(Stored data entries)
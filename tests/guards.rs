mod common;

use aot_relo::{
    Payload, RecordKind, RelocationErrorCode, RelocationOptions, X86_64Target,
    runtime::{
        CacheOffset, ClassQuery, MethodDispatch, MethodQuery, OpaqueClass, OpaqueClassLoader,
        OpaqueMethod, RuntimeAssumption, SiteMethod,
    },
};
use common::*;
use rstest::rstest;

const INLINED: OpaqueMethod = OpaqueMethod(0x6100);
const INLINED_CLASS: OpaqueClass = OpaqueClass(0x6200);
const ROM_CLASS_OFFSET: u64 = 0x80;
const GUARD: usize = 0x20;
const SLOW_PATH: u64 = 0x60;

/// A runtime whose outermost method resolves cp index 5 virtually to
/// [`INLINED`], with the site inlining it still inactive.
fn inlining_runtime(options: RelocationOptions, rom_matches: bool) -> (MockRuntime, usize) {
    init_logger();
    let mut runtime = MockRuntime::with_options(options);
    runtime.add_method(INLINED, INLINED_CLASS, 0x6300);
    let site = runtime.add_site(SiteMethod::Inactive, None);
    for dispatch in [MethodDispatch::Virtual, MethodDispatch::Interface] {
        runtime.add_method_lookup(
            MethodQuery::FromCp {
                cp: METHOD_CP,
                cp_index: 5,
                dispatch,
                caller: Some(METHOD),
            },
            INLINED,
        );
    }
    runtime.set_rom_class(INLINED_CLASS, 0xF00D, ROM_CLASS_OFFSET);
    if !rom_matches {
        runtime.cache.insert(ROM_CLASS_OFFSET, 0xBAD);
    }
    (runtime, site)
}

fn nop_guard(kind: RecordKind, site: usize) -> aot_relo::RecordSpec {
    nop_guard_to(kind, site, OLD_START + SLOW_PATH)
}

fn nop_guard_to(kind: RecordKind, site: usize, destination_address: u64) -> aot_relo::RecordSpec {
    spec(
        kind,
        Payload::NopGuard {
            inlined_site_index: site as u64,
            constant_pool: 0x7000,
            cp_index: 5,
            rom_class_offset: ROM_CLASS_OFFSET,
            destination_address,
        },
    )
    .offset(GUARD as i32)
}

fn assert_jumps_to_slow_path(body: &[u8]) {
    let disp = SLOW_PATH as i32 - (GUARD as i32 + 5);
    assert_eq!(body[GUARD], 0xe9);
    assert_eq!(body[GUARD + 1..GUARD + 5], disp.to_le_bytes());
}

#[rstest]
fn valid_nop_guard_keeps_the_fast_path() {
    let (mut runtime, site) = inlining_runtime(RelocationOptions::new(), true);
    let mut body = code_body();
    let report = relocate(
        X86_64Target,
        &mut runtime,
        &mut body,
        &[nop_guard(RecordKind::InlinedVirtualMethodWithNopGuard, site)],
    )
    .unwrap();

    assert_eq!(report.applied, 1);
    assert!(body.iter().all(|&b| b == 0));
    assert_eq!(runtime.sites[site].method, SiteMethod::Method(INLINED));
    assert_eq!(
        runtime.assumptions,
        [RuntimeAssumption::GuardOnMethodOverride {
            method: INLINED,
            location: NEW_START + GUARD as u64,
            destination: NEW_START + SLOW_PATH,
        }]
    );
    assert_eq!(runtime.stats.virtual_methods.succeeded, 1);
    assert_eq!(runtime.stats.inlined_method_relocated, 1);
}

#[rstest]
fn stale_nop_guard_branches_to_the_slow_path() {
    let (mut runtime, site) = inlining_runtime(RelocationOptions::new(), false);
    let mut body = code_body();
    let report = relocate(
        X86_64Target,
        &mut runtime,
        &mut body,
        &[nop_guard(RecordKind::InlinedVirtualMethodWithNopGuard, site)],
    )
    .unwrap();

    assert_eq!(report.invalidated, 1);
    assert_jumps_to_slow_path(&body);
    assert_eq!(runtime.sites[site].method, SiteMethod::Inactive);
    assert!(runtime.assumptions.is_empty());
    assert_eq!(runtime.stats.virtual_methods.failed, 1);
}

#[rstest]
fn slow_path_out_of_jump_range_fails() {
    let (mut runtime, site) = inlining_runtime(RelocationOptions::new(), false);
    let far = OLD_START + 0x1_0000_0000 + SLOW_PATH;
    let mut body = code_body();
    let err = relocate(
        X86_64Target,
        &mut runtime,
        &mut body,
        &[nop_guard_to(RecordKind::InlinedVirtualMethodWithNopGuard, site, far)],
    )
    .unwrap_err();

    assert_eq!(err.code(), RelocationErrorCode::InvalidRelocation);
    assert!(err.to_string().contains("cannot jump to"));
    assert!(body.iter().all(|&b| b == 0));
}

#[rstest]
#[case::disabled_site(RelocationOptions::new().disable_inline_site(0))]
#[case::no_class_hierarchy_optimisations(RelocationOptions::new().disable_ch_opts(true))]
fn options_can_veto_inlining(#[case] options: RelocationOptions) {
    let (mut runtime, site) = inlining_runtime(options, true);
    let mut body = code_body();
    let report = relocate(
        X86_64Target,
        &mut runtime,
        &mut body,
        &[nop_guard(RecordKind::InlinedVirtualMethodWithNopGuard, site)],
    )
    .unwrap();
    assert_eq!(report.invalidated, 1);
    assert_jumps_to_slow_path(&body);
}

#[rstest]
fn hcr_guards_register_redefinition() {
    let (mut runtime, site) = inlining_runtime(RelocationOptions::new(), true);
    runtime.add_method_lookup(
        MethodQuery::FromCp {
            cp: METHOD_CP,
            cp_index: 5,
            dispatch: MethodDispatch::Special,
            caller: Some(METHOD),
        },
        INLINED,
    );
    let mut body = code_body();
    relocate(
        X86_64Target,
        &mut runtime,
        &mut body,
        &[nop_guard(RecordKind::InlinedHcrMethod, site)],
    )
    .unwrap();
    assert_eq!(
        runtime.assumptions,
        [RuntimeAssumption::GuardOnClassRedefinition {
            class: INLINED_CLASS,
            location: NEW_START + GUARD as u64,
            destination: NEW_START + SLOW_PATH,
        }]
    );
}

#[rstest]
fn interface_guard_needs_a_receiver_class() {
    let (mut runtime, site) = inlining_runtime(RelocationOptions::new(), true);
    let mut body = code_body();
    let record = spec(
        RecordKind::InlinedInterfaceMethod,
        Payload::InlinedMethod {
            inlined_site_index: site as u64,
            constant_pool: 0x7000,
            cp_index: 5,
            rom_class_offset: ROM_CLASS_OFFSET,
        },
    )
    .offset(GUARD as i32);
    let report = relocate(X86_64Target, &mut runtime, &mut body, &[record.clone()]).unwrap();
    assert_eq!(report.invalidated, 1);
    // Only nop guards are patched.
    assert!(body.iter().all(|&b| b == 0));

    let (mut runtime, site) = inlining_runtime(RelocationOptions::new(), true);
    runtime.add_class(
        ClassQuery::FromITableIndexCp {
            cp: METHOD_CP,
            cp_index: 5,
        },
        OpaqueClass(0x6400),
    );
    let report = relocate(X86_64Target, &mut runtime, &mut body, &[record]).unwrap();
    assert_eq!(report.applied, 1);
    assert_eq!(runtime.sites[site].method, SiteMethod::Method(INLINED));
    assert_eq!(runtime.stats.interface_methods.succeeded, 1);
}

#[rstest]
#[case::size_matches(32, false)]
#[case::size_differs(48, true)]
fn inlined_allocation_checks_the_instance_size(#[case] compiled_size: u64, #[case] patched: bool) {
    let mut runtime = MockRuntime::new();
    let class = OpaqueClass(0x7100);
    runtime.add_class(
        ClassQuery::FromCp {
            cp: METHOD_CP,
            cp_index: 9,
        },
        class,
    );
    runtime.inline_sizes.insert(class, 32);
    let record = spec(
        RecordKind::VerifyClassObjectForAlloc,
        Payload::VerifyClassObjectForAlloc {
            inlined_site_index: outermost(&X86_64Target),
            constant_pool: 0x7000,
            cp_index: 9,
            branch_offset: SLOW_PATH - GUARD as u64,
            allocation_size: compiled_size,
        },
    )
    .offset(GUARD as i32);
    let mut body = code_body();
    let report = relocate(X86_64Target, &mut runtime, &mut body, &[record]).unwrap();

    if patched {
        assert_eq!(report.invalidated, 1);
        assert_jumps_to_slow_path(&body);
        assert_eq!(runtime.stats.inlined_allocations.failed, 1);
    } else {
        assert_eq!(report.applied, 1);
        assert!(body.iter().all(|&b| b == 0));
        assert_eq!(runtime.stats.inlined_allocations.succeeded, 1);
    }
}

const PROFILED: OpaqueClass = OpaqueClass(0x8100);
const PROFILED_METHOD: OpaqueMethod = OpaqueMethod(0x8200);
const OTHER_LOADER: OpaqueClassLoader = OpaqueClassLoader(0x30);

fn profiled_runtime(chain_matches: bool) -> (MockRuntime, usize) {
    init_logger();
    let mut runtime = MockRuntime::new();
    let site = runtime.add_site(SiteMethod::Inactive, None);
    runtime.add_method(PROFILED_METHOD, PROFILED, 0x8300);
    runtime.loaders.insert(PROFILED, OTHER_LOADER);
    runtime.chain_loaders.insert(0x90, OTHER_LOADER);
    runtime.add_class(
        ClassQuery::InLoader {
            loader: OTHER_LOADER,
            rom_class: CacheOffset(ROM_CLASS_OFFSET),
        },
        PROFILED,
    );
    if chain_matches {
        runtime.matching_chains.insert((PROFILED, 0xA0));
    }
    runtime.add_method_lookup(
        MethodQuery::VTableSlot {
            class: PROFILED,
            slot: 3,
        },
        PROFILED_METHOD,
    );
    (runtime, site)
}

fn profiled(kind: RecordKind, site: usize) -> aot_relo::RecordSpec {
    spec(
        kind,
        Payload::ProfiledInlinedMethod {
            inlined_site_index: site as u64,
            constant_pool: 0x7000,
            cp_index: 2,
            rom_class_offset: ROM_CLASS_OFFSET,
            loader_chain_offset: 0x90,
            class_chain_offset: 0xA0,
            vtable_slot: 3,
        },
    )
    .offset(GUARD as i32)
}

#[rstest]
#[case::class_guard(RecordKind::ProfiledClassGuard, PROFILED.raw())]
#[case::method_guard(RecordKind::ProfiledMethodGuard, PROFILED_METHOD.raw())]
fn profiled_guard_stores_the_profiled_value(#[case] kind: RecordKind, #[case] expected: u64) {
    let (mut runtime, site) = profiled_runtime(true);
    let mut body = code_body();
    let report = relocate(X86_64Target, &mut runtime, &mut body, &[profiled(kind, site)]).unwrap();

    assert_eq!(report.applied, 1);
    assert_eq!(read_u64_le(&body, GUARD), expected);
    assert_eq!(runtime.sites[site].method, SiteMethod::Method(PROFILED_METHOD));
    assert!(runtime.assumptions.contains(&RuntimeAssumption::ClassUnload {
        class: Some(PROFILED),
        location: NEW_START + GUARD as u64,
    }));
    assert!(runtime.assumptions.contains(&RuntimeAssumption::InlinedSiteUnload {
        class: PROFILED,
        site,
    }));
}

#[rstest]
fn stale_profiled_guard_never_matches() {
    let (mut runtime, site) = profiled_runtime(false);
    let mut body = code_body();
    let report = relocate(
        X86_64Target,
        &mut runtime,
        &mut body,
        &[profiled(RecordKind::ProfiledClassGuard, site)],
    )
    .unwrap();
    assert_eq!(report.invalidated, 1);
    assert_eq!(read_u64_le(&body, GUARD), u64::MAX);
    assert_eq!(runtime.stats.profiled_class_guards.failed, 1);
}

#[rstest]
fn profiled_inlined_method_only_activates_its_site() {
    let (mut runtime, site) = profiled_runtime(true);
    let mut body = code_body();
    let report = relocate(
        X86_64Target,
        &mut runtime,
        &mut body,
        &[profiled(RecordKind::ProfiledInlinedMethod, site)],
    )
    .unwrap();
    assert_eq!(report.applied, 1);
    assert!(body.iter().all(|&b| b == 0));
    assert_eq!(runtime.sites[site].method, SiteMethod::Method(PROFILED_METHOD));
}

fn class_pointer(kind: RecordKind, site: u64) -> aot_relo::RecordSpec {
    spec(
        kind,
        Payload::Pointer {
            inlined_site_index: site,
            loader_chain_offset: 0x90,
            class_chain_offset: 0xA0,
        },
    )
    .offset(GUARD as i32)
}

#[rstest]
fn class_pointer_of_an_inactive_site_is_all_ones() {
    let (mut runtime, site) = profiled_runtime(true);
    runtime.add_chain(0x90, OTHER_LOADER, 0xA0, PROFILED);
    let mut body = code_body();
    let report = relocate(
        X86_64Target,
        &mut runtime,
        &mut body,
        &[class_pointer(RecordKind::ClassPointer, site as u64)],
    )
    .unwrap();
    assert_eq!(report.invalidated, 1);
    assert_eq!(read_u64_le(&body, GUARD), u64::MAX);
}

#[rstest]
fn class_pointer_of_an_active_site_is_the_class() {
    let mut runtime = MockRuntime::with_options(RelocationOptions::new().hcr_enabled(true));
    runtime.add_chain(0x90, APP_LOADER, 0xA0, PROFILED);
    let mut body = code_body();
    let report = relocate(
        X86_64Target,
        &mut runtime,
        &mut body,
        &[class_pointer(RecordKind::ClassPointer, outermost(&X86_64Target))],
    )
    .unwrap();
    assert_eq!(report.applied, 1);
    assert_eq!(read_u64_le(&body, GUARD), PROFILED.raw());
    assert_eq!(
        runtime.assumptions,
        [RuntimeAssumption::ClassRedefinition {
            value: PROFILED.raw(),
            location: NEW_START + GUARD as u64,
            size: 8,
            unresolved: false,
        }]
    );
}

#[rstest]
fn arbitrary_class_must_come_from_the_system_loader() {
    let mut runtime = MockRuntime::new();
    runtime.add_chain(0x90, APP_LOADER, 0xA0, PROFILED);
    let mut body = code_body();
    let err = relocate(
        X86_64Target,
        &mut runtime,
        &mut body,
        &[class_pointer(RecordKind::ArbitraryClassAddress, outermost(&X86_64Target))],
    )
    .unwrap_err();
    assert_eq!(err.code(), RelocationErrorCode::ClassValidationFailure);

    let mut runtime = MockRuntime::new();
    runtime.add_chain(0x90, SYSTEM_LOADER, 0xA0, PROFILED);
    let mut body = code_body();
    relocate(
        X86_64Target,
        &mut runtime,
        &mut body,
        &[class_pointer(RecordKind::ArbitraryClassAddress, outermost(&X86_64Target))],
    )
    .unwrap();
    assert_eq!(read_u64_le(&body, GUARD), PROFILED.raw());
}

> [Work instruction]
Return, line for line and unchanged, the data from its first line through the line containing "const SLOW_PATH: u64 = 0x60;".

> [Response for this exercise]
filename tests/guards.rs
mod common;

use aot_relo::{
    Payload, RecordKind, RelocationErrorCode, RelocationOptions, X86_64Target,
    runtime::{
        CacheOffset, ClassQuery, MethodDispatch, MethodQuery, OpaqueClass, OpaqueClassLoader,
        OpaqueMethod, RuntimeAssumption, SiteMethod,
    },
};
use common::*;
use rstest::rstest;

const INLINED: OpaqueMethod = OpaqueMethod(0x6100);
const INLINED_CLASS: OpaqueClass = OpaqueClass(0x6200);
const ROM_CLASS_OFFSET: u64 = 0x80;
const GUARD: usize = 0x20;
const SLOW_PATH: u64 = 0x60;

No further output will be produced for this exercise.